100 cancer organoid models developed by Sanger Institute scientists
The organoids developed by the Sanger Institute lead the UK effort as part of the international Human Cancer Model Initiative (HCMI) and will soon be available for researchers, together with their associated genomic data
Researchers at the Wellcome Sanger Institute have developed 100 cancer organoids.The work was co-funded by Cancer Research UK and the Sanger Institute and leads the UK effort as part of the international Human Cancer Model Initiative (HCMI). The organoids will soon be available for researchers, together with associated data including whole genome sequences.

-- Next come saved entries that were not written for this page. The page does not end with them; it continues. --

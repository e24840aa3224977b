use pretty_assertions::assert_eq;

use fuse_ir::{parse_module, verify, ArgId, Function, Inst, InstClass, Type, Value, VerifyError};

use crate::config::{AbortPolicy, GuardScope, VectorizeConfig};
use crate::guard::UnsafeAliasing;
use crate::test_helpers::{at, b, func, TWO_ADDS};

use super::{run_on_function, vectorize_function, vectorize_module, FusionStats, VectorizeError};

fn scalar_adds(f: &Function) -> usize {
    f.live_insts()
        .filter(|&id| f.inst(id).class() == InstClass::BinaryAdd)
        .count()
}

fn vector_add_widths(f: &Function) -> Vec<u32> {
    f.live_insts()
        .filter_map(|id| {
            let data = f.inst(id);
            match (data.inst(), data.ty()) {
                (Inst::Binary { .. }, Type::Vector { lanes, .. }) => Some(lanes),
                _ => None,
            }
        })
        .collect()
}

fn run(f: &mut Function, config: &VectorizeConfig) -> FusionStats {
    vectorize_function(f, config).unwrap_or_else(|e| panic!("{e}"))
}

// ── Reference scenario ──────────────────────────────────────

#[test]
fn two_adds_before_call_become_one_vector_add() {
    let mut f = func(TWO_ADDS);

    let stats = run(&mut f, &VectorizeConfig::default());

    assert_eq!(
        f.to_string(),
        "\
fn @two_adds(%a: i32, %b: i32, %c: i32, %d: i32, %p: ptr, %q: ptr) {
entry:
  %_6 = insertelement <2 x i32> splat <2 x i32> 0, %a, 0
  %_7 = insertelement <2 x i32> splat <2 x i32> 0, %b, 0
  %_8 = insertelement <2 x i32> %_6, %c, 1
  %_9 = insertelement <2 x i32> %_7, %d, 1
  %_10 = add <2 x i32> %_8, %_9
  %_11 = extractelement <2 x i32> %_10, 0
  store %_11, %p
  %_13 = extractelement <2 x i32> %_10, 1
  store %_13, %q
  store %_11, %p
  store %_13, %q
  call void @f()
  ret
}
"
    );
    assert_eq!(
        stats,
        FusionStats {
            runs: 1,
            skipped_runs: 0,
            fused_groups: 1,
            vector_adds: 1,
            fused_adds: 2,
            rewired_uses: 2,
            duplicated_stores: 2,
        }
    );
    assert_eq!(verify(&f), Ok(()));
}

#[test]
fn host_contract_reports_success_without_rewrites() {
    let mut f = func(
        "\
fn @nothing(%a: i32, %p: ptr) {
entry:
  store %a, %p
  call void @f()
  ret
}
",
    );
    let before = f.clone();
    assert!(run_on_function(&mut f, &VectorizeConfig::default()));
    assert_eq!(f, before);
}

#[test]
fn each_run_is_fused_separately() {
    let mut f = func(
        "\
fn @runs(%a: i32, %b: i32) {
entry:
  %x = add i32 %a, %b
  %y = add i32 %b, %a
  call void @f(%x, %y)
  %z = add i32 %a, 1
  call void @g(%z)
  call void @h()
  %w = add i32 %a, 2
  ret %w
}
",
    );

    let stats = run(&mut f, &VectorizeConfig::default());

    assert_eq!(
        f.to_string(),
        "\
fn @runs(%a: i32, %b: i32) {
entry:
  %_8 = insertelement <2 x i32> splat <2 x i32> 0, %a, 0
  %_9 = insertelement <2 x i32> splat <2 x i32> 0, %b, 0
  %_10 = insertelement <2 x i32> %_8, %b, 1
  %_11 = insertelement <2 x i32> %_9, %a, 1
  %_12 = add <2 x i32> %_10, %_11
  %_13 = extractelement <2 x i32> %_12, 0
  %_14 = extractelement <2 x i32> %_12, 1
  call void @f(%_13, %_14)
  %_15 = insertelement <1 x i32> splat <1 x i32> 0, %a, 0
  %_16 = insertelement <1 x i32> splat <1 x i32> 0, 1, 0
  %_17 = add <1 x i32> %_15, %_16
  %_18 = extractelement <1 x i32> %_17, 0
  call void @g(%_18)
  call void @h()
  %w = add i32 %a, 2
  ret %w
}
"
    );
    assert_eq!(stats.runs, 2);
    assert_eq!(stats.fused_groups, 2);
    assert_eq!(stats.fused_adds, 3);
    assert_eq!(verify(&f), Ok(()));
}

#[test]
fn store_in_later_block_keeps_its_duplicate_in_fused_block() {
    let mut f = func(
        "\
fn @across(%a: i32, %b: i32, %p: ptr) {
first:
  %t1 = add i32 %a, %b
  %t2 = add i32 %b, %a
  call void @f(%t2)
second:
  store %t1, %p
  call void @g()
}
",
    );

    assert!(run_on_function(&mut f, &VectorizeConfig::default()));

    assert_eq!(
        f.to_string(),
        "\
fn @across(%a: i32, %b: i32, %p: ptr) {
first:
  %_5 = insertelement <2 x i32> splat <2 x i32> 0, %a, 0
  %_6 = insertelement <2 x i32> splat <2 x i32> 0, %b, 0
  %_7 = insertelement <2 x i32> %_5, %b, 1
  %_8 = insertelement <2 x i32> %_6, %a, 1
  %_9 = add <2 x i32> %_7, %_8
  %_10 = extractelement <2 x i32> %_9, 0
  store %_10, %p
  %_12 = extractelement <2 x i32> %_9, 1
  call void @f(%_12)
second:
  store %_10, %p
  call void @g()
}
"
    );
    assert_eq!(verify(&f), Ok(()));
}

#[test]
fn store_in_later_block_to_later_slot_is_not_duplicated() {
    let mut f = func(
        "\
fn @fresh(%a: i32, %b: i32) {
first:
  %t1 = add i32 %a, %b
  call void @f()
second:
  %slot = alloca i32
  store %t1, %slot
  call void @g(%slot)
}
",
    );

    let stats = run(&mut f, &VectorizeConfig::default());

    assert_eq!(stats.fused_adds, 1);
    assert_eq!(stats.rewired_uses, 1);
    assert_eq!(stats.duplicated_stores, 0);
    assert_eq!(verify(&f), Ok(()));
    assert!(run_on_function(&mut f, &VectorizeConfig::default()));
}

// ── Trailing runs ───────────────────────────────────────────

const TAIL: &str = "\
fn @tail(%a: i32, %p: ptr, %q: ptr, %r: ptr) {
entry:
  %x = add i32 %a, 1
  %y = add i32 %a, 2
  %z = add i32 %a, 3
  store %x, %p
  store %y, %q
  store %z, %r
}
";

#[test]
fn trailing_run_is_not_fused_by_default() {
    let mut f = func(TAIL);
    let before = f.clone();

    let stats = run(&mut f, &VectorizeConfig::default());

    assert_eq!(stats, FusionStats::default());
    assert_eq!(f, before);
}

#[test]
fn trailing_run_is_fused_when_flushed() {
    let mut f = func(TAIL);
    let config = VectorizeConfig {
        flush_trailing_run: true,
        ..VectorizeConfig::default()
    };

    let stats = run(&mut f, &config);

    assert_eq!(stats.fused_adds, 3);
    assert_eq!(stats.duplicated_stores, 3);
    assert_eq!(vector_add_widths(&f), vec![3]);
    assert_eq!(scalar_adds(&f), 0);
    assert_eq!(verify(&f), Ok(()));
}

// ── Aliasing guard and abort policy ─────────────────────────

const SECOND_BLOCK_ALIASES: &str = "\
fn @two_blocks(%a: i32, %b: i32, %p: ptr, %q: ptr) {
first:
  %x = add i32 %a, %b
  store %x, %p
  call void @f()
second:
  store %a, %q
  store %b, %q
  call void @g()
}
";

fn second_block_error(f: &Function) -> VectorizeError {
    VectorizeError::UnsafeAliasing(UnsafeAliasing {
        block: b(1),
        store: at(f, b(1), 1),
        dest: Value::Arg(ArgId::new(3)),
    })
}

#[test]
fn per_block_guard_keeps_earlier_rewrites() {
    let mut f = func(SECOND_BLOCK_ALIASES);
    let expected = second_block_error(&f);

    let result = vectorize_function(&mut f, &VectorizeConfig::default());

    assert_eq!(result, Err(expected));
    assert_eq!(scalar_adds(&f), 0, "first block was rewritten before the abort");
    assert_eq!(vector_add_widths(&f), vec![1]);
}

#[test]
fn function_guard_rejects_before_any_rewrite() {
    let mut f = func(SECOND_BLOCK_ALIASES);
    let before = f.clone();
    let config = VectorizeConfig {
        guard_scope: GuardScope::Function,
        ..VectorizeConfig::default()
    };

    assert_eq!(vectorize_function(&mut f, &config), Err(second_block_error(&before)));
    assert_eq!(f, before);
}

#[test]
fn rollback_restores_function_on_abort() {
    let mut f = func(SECOND_BLOCK_ALIASES);
    let before = f.clone();
    let config = VectorizeConfig {
        on_abort: AbortPolicy::Rollback,
        ..VectorizeConfig::default()
    };

    assert!(!run_on_function(&mut f, &config));
    assert_eq!(f, before);
}

#[test]
fn aliasing_in_first_block_blocks_everything() {
    let mut f = func(
        "\
fn @early(%a: i32, %p: ptr) {
entry:
  store %a, %p
  %x = add i32 %a, %a
  store %x, %p
  call void @f()
}
",
    );
    let before = f.clone();
    assert!(!run_on_function(&mut f, &VectorizeConfig::default()));
    assert_eq!(f, before);
}

// ── Early uses ──────────────────────────────────────────────

const CHAIN: &str = "\
fn @chain(%a: i32, %b: i32, %c: i32) {
entry:
  %t1 = add i32 %a, %b
  %t2 = add i32 %t1, %c
  call void @use(%t2)
}
";

#[test]
fn chained_additions_are_skipped() {
    let mut f = func(CHAIN);
    let before = f.clone();

    let stats = run(&mut f, &VectorizeConfig::default());

    assert_eq!(stats.runs, 1);
    assert_eq!(stats.skipped_runs, 1);
    assert_eq!(f, before);
}

#[test]
fn chained_additions_break_definition_order_when_allowed() {
    let mut f = func(CHAIN);
    let config = VectorizeConfig {
        require_uses_after_anchor: false,
        ..VectorizeConfig::default()
    };

    let stats = run(&mut f, &config);

    assert_eq!(stats.fused_adds, 2);
    let errors = verify(&f).err().unwrap_or_else(|| panic!("expected verifier errors"));
    assert!(errors
        .iter()
        .any(|e| matches!(e, VerifyError::UseBeforeDef { .. })));
}

// ── Width cap ───────────────────────────────────────────────

#[test]
fn max_width_splits_group_into_chunks() {
    let mut f = func(
        "\
fn @wide(%a: i32) {
entry:
  %t0 = add i32 %a, 0
  %t1 = add i32 %a, 1
  %t2 = add i32 %a, 2
  %t3 = add i32 %a, 3
  %t4 = add i32 %a, 4
  call void @use(%t0, %t1, %t2, %t3, %t4)
}
",
    );

    let stats = run(&mut f, &VectorizeConfig::with_max_width(2));

    assert_eq!(stats.fused_groups, 1);
    assert_eq!(stats.vector_adds, 3);
    assert_eq!(stats.fused_adds, 5);
    assert_eq!(vector_add_widths(&f), vec![2, 2, 1]);
    assert_eq!(verify(&f), Ok(()));
}

// ── Repeated runs ───────────────────────────────────────────

#[test]
fn second_run_changes_nothing() {
    let config = VectorizeConfig {
        duplicate_stores: false,
        ..VectorizeConfig::default()
    };
    let mut f = func(TWO_ADDS);
    run(&mut f, &config);
    let once = f.to_string();

    let stats = run(&mut f, &config);

    assert!(!stats.changed());
    assert_eq!(stats.runs, 1);
    assert_eq!(stats.skipped_runs, 1);
    assert_eq!(f.to_string(), once);
}

#[test]
fn duplicated_stores_trip_the_guard_on_a_second_run() {
    let mut f = func(TWO_ADDS);
    run(&mut f, &VectorizeConfig::default());
    let once = f.clone();

    assert!(!run_on_function(&mut f, &VectorizeConfig::default()));
    assert_eq!(f, once);
}

// ── Modules ─────────────────────────────────────────────────

#[test]
fn module_outcomes_are_independent() {
    let mut funcs = parse_module(&format!("{TWO_ADDS}{SECOND_BLOCK_ALIASES}"))
        .unwrap_or_else(|e| panic!("{e}"));
    let config = VectorizeConfig {
        guard_scope: GuardScope::Function,
        ..VectorizeConfig::default()
    };

    let report = vectorize_module(&mut funcs, &config);

    assert_eq!(report.outcomes.len(), 2);
    assert_eq!(report.outcomes[0].function, "two_adds");
    assert_eq!(report.totals().fused_adds, 2);
    let aborted: Vec<&str> = report.aborted().map(|o| o.function.as_str()).collect();
    assert_eq!(aborted, vec!["two_blocks"]);
    assert_eq!(scalar_adds(&funcs[1]), 1);
}

#[test]
fn stats_merge_and_display() {
    let mut total = FusionStats {
        runs: 2,
        fused_groups: 1,
        vector_adds: 1,
        fused_adds: 2,
        ..FusionStats::default()
    };
    total.merge(&FusionStats {
        runs: 1,
        skipped_runs: 1,
        ..FusionStats::default()
    });
    assert_eq!(
        total.to_string(),
        "3 runs (1 skipped), 1 groups fused: 2 scalar adds into 1 vector adds, \
         0 uses rewired, 0 stores duplicated"
    );
}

Organoids, where cells self-organise into 3D structures, are a powerful new tool for cancer researchers. The cells, derived from patients tumours and grown in the lab, mirror the cellular complexity and architecture of an individual tumour. Having 100 organoids from patients with three types of cancer begins to reflect the huge diversity of tumours.
The 100 organoids are derived from the tumours of patients with colorectal, oesophageal and pancreatic cancer. Available to researchers worldwide, they will enable studies into cancer development and biology, as well as drug discovery. Researchers will be able to order the organoids via the biorepository ATCC and data for the organoids will be available on the Cell Model Passports website.
Creating 100 organoids is an important milestone for Sanger Institute researchers who have been working closely with Cancer Research UK. The organoids contribute to the HCMI. The international initiative is a collaboration between the Sanger Institute, Cancer Research UK, U.S. National Cancer Institute, and the foundation Hubrecht Organoid Technology. More organoids representing more types of cancer will be created by the HCMI consortium.
“Cancer is so diverse, even within a type or sub-type. We need to reflect that when we are studying it in the lab. Organoids are a great model – enabling us to study how tumours develop and how they respond to treatments.
“Because each organoid represents a tumour of an individual patient, they also represent a step on the journey to personalised medicine. One day it may be possible for an organoid to be created and used as part of specialist cancer care – for example to see which treatments a tumour will respond to. We’re some way off that at the moment, but this project is building the foundations for it to be possible.”
Working with clinicians, scientists and hospitals across the UK, the teams have established an efficient pipeline to derive and characterize these new models. Cancer Research UK have not only provided funding to support the work but have supported establishment of the Network with the clinical sites as well as agreements and governance for the project.
“A massive achievement of this project has been setting up the networks across the UK to get the tumour tissue. That involves establishing the ethics protocols, working with pathologists and surgeons to collect the samples, and couriers to rush them to the Sanger Institute. To make the organoids we have to get the tissue to the Sanger Institute within 36 hours of surgery – so it’s been a massive challenge. But we’ve built that capability and infrastructure. We are extremely grateful to our collaborators and the patients involved.”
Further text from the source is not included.